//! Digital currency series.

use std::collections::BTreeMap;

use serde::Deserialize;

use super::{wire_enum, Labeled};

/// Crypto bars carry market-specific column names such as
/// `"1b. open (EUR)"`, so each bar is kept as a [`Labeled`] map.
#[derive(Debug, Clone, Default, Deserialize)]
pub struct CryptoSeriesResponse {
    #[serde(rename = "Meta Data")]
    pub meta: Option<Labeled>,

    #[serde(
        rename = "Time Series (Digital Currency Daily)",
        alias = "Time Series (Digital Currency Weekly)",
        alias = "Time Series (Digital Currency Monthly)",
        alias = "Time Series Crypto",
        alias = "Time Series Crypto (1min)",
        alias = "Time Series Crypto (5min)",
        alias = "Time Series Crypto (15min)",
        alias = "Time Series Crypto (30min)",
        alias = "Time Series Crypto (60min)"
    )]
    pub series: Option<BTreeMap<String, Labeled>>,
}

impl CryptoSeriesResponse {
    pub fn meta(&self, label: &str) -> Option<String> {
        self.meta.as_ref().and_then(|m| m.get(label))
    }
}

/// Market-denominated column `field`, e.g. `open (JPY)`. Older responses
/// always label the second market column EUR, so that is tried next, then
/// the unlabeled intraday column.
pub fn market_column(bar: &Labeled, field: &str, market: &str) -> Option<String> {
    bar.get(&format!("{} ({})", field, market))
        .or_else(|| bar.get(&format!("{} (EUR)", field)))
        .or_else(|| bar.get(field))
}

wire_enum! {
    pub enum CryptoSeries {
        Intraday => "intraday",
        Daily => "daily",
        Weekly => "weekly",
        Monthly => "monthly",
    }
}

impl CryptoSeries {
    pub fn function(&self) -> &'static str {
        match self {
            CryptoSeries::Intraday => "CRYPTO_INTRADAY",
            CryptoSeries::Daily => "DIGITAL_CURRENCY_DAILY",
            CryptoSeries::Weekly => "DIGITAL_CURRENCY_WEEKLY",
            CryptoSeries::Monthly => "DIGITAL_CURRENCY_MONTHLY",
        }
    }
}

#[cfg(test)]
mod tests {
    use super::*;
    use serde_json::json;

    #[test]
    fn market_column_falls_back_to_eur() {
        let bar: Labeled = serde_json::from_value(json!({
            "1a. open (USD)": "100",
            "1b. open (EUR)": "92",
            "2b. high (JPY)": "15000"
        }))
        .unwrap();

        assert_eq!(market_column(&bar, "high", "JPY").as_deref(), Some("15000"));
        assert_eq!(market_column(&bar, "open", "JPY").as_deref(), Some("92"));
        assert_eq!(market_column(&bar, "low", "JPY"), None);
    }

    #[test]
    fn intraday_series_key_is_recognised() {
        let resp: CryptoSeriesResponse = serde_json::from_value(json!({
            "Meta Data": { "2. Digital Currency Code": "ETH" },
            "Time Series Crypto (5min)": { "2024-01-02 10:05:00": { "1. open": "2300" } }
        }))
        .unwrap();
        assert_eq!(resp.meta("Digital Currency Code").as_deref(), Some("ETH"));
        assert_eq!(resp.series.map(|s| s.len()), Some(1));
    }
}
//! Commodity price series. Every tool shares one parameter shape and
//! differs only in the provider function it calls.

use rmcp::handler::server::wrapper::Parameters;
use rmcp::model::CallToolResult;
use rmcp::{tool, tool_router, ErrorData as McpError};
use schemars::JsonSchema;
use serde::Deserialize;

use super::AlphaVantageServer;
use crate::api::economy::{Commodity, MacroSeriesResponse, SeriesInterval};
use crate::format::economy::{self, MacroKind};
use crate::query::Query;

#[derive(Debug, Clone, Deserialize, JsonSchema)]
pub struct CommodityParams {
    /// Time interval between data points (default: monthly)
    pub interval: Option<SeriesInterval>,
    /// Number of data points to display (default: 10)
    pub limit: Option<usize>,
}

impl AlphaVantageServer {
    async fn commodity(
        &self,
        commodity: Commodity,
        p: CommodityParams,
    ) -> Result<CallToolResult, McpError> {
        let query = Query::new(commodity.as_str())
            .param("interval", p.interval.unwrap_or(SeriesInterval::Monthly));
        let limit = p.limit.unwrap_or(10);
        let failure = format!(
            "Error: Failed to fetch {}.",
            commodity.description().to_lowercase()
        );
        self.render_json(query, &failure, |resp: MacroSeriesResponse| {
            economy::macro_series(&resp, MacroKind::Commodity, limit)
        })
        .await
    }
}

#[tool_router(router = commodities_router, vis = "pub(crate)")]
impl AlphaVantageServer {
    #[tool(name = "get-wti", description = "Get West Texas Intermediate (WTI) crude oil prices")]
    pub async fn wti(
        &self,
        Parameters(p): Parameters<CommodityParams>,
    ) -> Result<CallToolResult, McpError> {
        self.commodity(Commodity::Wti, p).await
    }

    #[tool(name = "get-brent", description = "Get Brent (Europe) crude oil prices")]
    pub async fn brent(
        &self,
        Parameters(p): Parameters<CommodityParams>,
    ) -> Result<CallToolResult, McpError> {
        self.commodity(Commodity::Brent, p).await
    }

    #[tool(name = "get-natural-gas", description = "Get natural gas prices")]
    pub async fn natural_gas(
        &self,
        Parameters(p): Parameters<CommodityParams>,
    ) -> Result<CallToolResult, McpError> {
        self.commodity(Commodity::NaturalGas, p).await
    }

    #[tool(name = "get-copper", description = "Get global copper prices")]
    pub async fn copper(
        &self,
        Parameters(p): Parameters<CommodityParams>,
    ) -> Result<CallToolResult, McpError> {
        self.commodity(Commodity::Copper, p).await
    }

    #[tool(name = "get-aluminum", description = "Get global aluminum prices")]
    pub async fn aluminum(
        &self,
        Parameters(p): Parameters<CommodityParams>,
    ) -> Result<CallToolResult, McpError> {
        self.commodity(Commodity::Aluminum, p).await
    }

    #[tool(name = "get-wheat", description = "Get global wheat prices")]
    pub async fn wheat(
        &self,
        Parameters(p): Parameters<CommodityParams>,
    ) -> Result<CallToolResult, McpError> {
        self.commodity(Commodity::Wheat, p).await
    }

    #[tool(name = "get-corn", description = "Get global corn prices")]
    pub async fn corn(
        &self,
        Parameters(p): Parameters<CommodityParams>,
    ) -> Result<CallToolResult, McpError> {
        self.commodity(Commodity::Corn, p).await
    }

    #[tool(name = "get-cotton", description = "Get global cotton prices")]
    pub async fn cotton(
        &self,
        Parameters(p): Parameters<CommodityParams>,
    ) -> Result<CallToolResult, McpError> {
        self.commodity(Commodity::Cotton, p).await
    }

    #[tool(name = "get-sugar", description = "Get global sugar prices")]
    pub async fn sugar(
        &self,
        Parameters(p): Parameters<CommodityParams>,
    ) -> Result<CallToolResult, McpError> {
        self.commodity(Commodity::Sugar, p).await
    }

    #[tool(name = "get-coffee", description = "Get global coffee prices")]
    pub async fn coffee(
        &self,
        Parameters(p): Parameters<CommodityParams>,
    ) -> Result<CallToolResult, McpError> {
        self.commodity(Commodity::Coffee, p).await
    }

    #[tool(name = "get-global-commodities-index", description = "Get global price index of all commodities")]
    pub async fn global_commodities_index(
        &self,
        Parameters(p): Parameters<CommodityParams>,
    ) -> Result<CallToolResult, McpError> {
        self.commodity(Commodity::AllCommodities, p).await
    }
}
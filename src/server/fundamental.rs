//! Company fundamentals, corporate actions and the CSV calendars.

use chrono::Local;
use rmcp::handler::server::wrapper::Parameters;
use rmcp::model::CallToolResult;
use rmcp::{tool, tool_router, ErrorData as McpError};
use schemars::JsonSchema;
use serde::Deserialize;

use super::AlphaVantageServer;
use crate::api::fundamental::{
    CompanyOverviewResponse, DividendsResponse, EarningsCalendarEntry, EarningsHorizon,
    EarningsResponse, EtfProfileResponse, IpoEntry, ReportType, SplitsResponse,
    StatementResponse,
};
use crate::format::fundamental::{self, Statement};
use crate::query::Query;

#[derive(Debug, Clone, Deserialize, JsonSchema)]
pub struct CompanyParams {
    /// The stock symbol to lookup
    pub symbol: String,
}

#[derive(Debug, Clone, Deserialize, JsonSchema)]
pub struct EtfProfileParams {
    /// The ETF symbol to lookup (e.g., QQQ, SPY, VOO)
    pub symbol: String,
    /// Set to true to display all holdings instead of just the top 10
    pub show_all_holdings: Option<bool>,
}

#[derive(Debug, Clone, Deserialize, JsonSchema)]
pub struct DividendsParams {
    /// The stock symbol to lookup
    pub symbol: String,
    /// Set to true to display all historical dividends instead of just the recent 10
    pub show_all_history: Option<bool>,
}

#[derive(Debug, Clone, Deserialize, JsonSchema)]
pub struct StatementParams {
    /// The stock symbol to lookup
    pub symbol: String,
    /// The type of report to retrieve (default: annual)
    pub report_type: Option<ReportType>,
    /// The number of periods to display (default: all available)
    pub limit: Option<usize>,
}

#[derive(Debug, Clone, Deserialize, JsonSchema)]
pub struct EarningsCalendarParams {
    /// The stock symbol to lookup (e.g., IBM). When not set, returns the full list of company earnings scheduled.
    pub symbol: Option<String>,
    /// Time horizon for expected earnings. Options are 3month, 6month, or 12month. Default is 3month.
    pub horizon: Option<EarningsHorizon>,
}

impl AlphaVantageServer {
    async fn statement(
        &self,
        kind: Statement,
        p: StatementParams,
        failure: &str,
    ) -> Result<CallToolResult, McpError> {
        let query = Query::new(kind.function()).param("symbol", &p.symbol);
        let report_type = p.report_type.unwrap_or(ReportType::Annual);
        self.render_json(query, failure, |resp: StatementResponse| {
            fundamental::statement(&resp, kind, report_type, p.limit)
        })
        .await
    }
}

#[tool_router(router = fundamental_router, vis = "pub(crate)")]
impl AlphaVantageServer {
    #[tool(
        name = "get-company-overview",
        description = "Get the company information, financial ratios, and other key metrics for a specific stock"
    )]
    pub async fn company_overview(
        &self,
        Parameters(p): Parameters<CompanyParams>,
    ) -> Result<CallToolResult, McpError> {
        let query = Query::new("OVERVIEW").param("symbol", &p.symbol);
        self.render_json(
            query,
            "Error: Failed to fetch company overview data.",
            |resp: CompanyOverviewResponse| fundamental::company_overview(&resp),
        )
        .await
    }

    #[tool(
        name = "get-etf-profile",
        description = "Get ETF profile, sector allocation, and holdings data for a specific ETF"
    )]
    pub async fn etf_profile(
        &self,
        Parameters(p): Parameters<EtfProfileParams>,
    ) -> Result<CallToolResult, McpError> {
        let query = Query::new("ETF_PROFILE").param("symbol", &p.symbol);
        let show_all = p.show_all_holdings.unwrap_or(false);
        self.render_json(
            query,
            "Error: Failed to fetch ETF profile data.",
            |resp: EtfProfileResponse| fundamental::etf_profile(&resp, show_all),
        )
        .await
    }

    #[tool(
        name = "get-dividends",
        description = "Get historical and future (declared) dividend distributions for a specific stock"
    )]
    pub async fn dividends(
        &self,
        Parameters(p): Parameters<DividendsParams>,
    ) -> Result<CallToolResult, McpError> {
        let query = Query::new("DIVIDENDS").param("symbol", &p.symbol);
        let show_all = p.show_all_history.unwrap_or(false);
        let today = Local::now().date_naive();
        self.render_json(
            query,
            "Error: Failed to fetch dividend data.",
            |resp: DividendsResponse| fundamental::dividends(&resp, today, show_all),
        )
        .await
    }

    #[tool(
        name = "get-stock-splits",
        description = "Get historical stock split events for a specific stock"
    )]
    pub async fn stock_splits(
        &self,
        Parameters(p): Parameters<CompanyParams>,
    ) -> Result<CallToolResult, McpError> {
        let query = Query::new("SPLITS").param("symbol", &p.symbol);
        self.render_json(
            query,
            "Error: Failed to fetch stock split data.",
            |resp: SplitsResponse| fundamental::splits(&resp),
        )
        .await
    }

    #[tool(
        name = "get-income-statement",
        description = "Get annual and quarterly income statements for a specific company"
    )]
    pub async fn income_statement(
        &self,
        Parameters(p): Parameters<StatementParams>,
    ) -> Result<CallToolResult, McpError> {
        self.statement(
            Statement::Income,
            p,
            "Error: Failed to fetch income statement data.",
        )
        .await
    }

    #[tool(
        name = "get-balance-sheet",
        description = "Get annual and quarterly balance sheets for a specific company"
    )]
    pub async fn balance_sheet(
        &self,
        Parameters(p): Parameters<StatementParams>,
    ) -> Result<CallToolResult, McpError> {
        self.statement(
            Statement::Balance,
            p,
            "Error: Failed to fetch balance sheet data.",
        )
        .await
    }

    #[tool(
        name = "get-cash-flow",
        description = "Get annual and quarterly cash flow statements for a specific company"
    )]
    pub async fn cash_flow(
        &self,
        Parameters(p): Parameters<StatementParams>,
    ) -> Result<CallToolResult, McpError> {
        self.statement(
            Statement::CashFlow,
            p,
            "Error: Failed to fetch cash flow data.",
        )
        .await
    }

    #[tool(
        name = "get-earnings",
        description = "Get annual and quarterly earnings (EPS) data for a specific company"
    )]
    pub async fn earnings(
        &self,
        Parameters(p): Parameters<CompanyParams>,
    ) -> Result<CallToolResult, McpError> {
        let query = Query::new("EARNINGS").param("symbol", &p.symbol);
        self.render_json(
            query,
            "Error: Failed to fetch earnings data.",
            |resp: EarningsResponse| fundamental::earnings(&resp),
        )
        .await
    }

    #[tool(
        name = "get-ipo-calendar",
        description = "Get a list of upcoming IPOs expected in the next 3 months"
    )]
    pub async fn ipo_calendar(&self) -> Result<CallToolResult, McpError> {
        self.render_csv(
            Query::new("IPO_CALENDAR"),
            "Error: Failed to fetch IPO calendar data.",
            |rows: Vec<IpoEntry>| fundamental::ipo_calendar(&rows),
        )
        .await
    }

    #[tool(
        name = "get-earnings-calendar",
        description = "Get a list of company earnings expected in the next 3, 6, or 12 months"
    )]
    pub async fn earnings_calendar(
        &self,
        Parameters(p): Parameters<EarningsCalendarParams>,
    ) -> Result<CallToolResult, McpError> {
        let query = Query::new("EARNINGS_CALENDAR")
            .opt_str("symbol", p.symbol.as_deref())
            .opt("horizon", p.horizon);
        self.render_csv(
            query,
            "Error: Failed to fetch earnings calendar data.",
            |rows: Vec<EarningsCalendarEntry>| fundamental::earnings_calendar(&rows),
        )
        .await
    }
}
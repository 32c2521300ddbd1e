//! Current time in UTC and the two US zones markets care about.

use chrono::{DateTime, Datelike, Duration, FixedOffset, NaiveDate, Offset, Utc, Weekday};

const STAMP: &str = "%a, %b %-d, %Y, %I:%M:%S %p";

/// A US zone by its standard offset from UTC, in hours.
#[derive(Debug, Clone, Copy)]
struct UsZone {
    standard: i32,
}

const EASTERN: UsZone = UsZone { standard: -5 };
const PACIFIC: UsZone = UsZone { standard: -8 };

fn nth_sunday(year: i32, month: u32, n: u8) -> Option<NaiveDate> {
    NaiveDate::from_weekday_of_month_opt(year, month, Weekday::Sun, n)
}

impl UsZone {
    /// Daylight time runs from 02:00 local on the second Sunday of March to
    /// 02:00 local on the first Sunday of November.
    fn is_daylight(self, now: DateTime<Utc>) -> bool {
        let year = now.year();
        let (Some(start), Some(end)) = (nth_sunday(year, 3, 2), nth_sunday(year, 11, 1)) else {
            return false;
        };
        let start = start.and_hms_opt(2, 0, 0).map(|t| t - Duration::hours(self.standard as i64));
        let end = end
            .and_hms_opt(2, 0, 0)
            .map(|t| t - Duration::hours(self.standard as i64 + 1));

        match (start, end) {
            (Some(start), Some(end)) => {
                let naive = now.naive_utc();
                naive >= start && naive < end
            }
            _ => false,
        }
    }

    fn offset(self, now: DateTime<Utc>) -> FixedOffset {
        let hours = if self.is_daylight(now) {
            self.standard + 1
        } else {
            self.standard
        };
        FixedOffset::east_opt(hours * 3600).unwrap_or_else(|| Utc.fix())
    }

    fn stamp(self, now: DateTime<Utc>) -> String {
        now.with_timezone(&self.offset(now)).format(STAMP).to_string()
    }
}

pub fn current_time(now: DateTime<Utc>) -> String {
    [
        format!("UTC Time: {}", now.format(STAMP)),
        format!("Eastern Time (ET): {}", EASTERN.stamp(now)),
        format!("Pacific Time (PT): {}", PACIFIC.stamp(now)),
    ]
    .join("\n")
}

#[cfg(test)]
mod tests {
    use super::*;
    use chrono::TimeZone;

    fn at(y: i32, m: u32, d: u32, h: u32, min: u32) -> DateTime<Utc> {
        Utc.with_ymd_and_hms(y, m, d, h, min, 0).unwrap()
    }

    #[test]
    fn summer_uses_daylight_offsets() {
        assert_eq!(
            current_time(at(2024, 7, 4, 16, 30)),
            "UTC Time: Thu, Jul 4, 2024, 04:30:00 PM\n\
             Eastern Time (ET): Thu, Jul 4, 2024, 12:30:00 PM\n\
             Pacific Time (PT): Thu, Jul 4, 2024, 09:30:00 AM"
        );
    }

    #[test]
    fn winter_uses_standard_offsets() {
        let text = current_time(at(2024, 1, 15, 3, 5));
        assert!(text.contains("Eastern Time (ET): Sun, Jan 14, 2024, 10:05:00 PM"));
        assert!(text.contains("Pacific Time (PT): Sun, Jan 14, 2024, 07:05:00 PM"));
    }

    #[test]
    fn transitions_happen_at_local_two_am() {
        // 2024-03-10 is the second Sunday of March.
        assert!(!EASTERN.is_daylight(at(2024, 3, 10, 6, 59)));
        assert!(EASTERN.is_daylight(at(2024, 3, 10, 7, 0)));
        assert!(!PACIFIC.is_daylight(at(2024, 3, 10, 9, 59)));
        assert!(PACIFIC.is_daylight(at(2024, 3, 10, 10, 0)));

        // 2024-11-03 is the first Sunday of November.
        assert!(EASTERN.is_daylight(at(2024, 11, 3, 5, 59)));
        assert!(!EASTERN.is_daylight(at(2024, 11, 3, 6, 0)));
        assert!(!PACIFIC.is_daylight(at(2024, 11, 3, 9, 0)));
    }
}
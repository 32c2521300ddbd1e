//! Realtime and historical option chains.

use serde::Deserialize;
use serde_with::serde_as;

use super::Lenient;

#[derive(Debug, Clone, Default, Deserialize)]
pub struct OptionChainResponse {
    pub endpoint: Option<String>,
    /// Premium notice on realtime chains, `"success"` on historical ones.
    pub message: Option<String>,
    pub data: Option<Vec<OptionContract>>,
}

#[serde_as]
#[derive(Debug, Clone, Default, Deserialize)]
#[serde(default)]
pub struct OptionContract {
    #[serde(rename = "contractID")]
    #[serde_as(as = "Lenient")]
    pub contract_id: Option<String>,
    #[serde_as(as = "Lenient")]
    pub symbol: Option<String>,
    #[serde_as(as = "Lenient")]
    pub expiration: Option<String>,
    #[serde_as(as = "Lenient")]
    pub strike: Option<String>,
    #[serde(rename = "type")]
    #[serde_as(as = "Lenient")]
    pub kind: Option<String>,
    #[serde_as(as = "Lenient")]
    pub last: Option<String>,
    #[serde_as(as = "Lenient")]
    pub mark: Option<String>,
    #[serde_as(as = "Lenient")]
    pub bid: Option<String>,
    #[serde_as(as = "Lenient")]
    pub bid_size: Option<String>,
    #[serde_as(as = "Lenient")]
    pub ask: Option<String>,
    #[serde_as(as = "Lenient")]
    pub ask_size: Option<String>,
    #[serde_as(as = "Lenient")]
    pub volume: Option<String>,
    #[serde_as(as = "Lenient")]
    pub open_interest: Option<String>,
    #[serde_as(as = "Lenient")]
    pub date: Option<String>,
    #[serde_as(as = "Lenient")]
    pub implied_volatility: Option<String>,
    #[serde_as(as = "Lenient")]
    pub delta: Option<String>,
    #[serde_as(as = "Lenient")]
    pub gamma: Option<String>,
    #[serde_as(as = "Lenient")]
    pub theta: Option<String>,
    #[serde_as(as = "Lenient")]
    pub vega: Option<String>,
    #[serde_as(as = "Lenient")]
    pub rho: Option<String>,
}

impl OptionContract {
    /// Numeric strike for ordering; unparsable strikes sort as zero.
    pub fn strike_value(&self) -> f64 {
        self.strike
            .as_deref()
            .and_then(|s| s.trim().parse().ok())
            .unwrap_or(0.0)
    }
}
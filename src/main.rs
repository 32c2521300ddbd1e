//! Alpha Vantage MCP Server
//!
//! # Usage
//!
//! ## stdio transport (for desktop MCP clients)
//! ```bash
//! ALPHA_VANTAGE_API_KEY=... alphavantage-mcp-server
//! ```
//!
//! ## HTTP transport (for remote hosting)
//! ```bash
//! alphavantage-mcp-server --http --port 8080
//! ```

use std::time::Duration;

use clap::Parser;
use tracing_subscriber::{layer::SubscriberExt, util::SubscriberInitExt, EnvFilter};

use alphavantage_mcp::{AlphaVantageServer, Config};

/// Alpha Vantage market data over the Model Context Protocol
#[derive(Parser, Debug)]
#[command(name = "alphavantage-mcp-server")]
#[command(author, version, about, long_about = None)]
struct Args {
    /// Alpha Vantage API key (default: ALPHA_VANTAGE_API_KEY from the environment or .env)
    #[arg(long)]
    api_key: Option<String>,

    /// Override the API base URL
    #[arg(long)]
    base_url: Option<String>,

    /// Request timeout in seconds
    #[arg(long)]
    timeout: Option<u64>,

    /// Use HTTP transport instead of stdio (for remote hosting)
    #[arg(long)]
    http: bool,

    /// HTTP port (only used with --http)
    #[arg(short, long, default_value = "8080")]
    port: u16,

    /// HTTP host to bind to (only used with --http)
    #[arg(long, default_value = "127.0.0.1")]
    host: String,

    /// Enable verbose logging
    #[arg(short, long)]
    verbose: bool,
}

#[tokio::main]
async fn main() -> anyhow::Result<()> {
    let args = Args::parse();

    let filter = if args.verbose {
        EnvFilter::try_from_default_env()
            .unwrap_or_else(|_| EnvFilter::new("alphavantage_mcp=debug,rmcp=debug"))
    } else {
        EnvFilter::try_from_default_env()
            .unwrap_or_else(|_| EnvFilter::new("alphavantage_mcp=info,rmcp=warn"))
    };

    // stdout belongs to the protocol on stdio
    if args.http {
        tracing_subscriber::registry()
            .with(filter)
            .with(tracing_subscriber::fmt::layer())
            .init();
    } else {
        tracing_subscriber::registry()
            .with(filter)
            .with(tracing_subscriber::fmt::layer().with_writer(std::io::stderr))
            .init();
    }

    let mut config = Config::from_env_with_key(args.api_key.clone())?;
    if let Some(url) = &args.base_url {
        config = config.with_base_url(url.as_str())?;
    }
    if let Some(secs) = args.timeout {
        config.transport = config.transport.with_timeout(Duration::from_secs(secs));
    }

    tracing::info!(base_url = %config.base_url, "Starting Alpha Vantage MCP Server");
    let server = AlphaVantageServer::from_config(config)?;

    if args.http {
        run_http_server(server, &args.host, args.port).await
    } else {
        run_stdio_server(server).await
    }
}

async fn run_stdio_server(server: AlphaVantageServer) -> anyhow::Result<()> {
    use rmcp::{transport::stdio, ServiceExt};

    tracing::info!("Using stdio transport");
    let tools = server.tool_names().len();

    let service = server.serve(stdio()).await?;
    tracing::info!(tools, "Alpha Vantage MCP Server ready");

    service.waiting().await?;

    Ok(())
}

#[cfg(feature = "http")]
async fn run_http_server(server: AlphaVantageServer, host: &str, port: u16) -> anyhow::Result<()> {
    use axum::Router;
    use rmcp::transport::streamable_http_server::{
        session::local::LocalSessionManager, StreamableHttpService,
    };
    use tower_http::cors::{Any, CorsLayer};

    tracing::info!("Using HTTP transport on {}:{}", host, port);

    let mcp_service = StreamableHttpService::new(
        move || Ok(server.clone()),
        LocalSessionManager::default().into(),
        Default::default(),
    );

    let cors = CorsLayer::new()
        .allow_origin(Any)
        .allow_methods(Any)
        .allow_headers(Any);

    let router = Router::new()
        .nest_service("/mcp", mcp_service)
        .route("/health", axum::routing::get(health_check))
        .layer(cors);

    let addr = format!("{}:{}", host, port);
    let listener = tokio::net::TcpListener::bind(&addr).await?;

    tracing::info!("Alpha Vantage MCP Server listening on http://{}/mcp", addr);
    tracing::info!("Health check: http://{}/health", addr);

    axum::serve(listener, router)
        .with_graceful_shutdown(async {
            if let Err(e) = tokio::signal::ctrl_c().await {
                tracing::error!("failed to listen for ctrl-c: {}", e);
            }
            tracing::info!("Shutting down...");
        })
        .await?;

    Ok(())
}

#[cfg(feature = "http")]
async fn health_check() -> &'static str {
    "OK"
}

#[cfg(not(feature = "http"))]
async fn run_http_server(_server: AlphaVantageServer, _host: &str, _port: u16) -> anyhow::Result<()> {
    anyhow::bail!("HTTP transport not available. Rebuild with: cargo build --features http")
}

.....

Filter the lines above so that only those with the string "today" remain, then copy them.

        let today = Local::now().date_naive();
            |resp: DividendsResponse| fundamental::dividends(&resp, today, show_all),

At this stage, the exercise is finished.